I tried to sell something for $69 on Facebook, and I guess that’s some kind of code because 3 people asked for my phone number and none of them wanted my old chair.
-On second thought, this is a terrible waste of trees
-I love how you care for the planet honey, but just bring me the toilet paper already
Kids be so pure. My son was telling me how his friend’s dad works at Panda Express. I asked could he get us the hook up. My son said he didnt know but asked me why i didnt have a useful job for our life like that
everyone calm down they’re just doing a test run of the rapture
[trying to convince this girl we should be together using a poem I found online] every time you see the word horse replace it with your name
I rode in the back seat with my baby until she was big enough for a front-facing seat because she cried not being able to see me.

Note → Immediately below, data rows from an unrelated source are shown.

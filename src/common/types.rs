//! Unified types used across the engine

use rust_decimal::Decimal;
use rust_decimal_macros::dec;
use serde::{Deserialize, Serialize};
use std::fmt;
use std::str::FromStr;

use super::errors::EngineError;

/// Smallest decimal price a bookmaker can offer
pub const MIN_DECIMAL_ODDS: Decimal = dec!(1.01);

/// Largest decimal price accepted when parsing raw odds
pub const MAX_DECIMAL_ODDS: Decimal = dec!(1000);

/// Canonical odds value in decimal form
///
/// Always `>= 1.01`. There is no way to build one from an invalid price, so
/// "missing odds" is `None` at the call site rather than a silent `1.0`.
#[derive(Debug, Clone, Copy, PartialEq, Eq, PartialOrd, Ord, Hash, Serialize, Deserialize)]
#[serde(try_from = "Decimal", into = "Decimal")]
pub struct DecimalOdds(Decimal);

impl DecimalOdds {
    /// Validate a decimal price
    pub fn new(value: Decimal) -> Result<Self, EngineError> {
        if value < MIN_DECIMAL_ODDS {
            return Err(EngineError::InvalidOdds(format!(
                "{} is below the minimum of {}",
                value, MIN_DECIMAL_ODDS
            )));
        }
        Ok(Self(value))
    }

    /// Validate a decimal price, discarding the reason
    pub fn checked(value: Decimal) -> Option<Self> {
        Self::new(value).ok()
    }

    /// The underlying decimal value
    pub fn value(&self) -> Decimal {
        self.0
    }
}

impl TryFrom<Decimal> for DecimalOdds {
    type Error = EngineError;

    fn try_from(value: Decimal) -> Result<Self, Self::Error> {
        Self::new(value)
    }
}

impl From<DecimalOdds> for Decimal {
    fn from(odds: DecimalOdds) -> Self {
        odds.0
    }
}

impl fmt::Display for DecimalOdds {
    fn fmt(&self, f: &mut fmt::Formatter<'_>) -> fmt::Result {
        write!(f, "{}", self.0)
    }
}

/// Odds display/input convention
#[derive(Debug, Clone, Copy, PartialEq, Eq, Hash, Default, Serialize, Deserialize)]
#[serde(rename_all = "lowercase")]
pub enum OddsFormat {
    /// American odds, e.g. `+150` / `-200`
    #[serde(alias = "american")]
    Moneyline,
    /// Decimal odds, e.g. `2.50`
    #[default]
    Decimal,
    /// Fractional odds, e.g. `3/2`
    Fractional,
}

impl fmt::Display for OddsFormat {
    fn fmt(&self, f: &mut fmt::Formatter<'_>) -> fmt::Result {
        match self {
            OddsFormat::Moneyline => write!(f, "moneyline"),
            OddsFormat::Decimal => write!(f, "decimal"),
            OddsFormat::Fractional => write!(f, "fractional"),
        }
    }
}

impl FromStr for OddsFormat {
    type Err = EngineError;

    fn from_str(s: &str) -> Result<Self, Self::Err> {
        match s.trim().to_lowercase().as_str() {
            "moneyline" | "american" => Ok(OddsFormat::Moneyline),
            "decimal" => Ok(OddsFormat::Decimal),
            "fractional" => Ok(OddsFormat::Fractional),
            other => Err(EngineError::Configuration(format!(
                "unknown odds format: {}",
                other
            ))),
        }
    }
}

/// Outcome of a match market
#[derive(Debug, Clone, Copy, PartialEq, Eq, Hash, PartialOrd, Ord, Serialize, Deserialize)]
#[serde(rename_all = "lowercase")]
pub enum Outcome {
    Home,
    Draw,
    Away,
}

impl Outcome {
    /// All outcomes of a three-way market in board order
    pub const ALL: [Outcome; 3] = [Outcome::Home, Outcome::Draw, Outcome::Away];

    /// Board label (`1`, `X`, `2`)
    pub fn label(&self) -> &'static str {
        match self {
            Outcome::Home => "1",
            Outcome::Draw => "X",
            Outcome::Away => "2",
        }
    }
}

impl fmt::Display for Outcome {
    fn fmt(&self, f: &mut fmt::Formatter<'_>) -> fmt::Result {
        match self {
            Outcome::Home => write!(f, "home"),
            Outcome::Draw => write!(f, "draw"),
            Outcome::Away => write!(f, "away"),
        }
    }
}

impl FromStr for Outcome {
    type Err = EngineError;

    fn from_str(s: &str) -> Result<Self, Self::Err> {
        match s.trim().to_lowercase().as_str() {
            "home" | "1" => Ok(Outcome::Home),
            "draw" | "x" => Ok(Outcome::Draw),
            "away" | "2" => Ok(Outcome::Away),
            other => Err(EngineError::InvalidMarket(format!("unknown outcome: {}", other))),
        }
    }
}

/// Match identifier as handed over by the fixtures collaborator
#[derive(Debug, Clone, PartialEq, Eq, Hash, PartialOrd, Ord, Serialize, Deserialize)]
#[serde(transparent)]
pub struct MatchId(String);

impl MatchId {
    pub fn new(id: impl Into<String>) -> Self {
        Self(id.into())
    }

    pub fn as_str(&self) -> &str {
        &self.0
    }
}

impl From<&str> for MatchId {
    fn from(id: &str) -> Self {
        Self(id.to_string())
    }
}

impl From<String> for MatchId {
    fn from(id: String) -> Self {
        Self(id)
    }
}

impl fmt::Display for MatchId {
    fn fmt(&self, f: &mut fmt::Formatter<'_>) -> fmt::Result {
        f.write_str(&self.0)
    }
}

#[cfg(test)]
mod tests {
    use super::*;

    #[test]
    fn test_decimal_odds_minimum() {
        assert!(DecimalOdds::new(dec!(1.01)).is_ok());
        assert!(DecimalOdds::new(dec!(1.00)).is_err());
        assert!(DecimalOdds::checked(dec!(0)).is_none());
    }

    #[test]
    fn test_decimal_odds_deserialize_rejects_low_price() {
        assert!(serde_json::from_str::<DecimalOdds>("\"2.5\"").is_ok());
        assert!(serde_json::from_str::<DecimalOdds>("\"1.0\"").is_err());
    }

    #[test]
    fn test_outcome_parsing_and_labels() {
        assert_eq!("X".parse::<Outcome>().unwrap(), Outcome::Draw);
        assert_eq!("away".parse::<Outcome>().unwrap(), Outcome::Away);
        assert_eq!(Outcome::Home.label(), "1");
        assert!("over".parse::<Outcome>().is_err());
    }

    #[test]
    fn test_odds_format_aliases() {
        assert_eq!("American".parse::<OddsFormat>().unwrap(), OddsFormat::Moneyline);
        assert_eq!(OddsFormat::default(), OddsFormat::Decimal);
        let parsed: OddsFormat = serde_json::from_str("\"american\"").unwrap();
        assert_eq!(parsed, OddsFormat::Moneyline);
    }
}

It made it hard to drive but the peace and quiet were worth it.
I hate it when I forget my password and the security questions make me relive all of my childhood.
Sure, I’m uncomfortable, but only in situations
The only thing longer than a minute left on the microwave is a minute on the treadmill.
It’s widely known that some members of a prison population become well-read and crafty with words.
Sometimes you can mix prose with cons.
*an investigator at the site of a airline crash recovers an undamaged toad the wet sprocket cd*
{shaking his head} they shoulda’ made the whole plane out of these
Not to brag or anything, but I can forget what I’m doing while I’m doing it.
i love nature 🙂 sittin in grass, soakin up sun, listenin to all those weird ringtones that come from those animals in the trees or whatever
Shoutout to Batman for being a true American and proving the only superpower you need is money.
If you can’t say something nice, say something mortifying and kinky.
Some of you may recall that, before I went into food science, I used to be an amateur inventor. I had several products ready for market including my childcare aids, Plastic Bag O’ Silence and Baby Shock Collar.
I used to play the triangle in a reggae band but left because it was just one ting after another.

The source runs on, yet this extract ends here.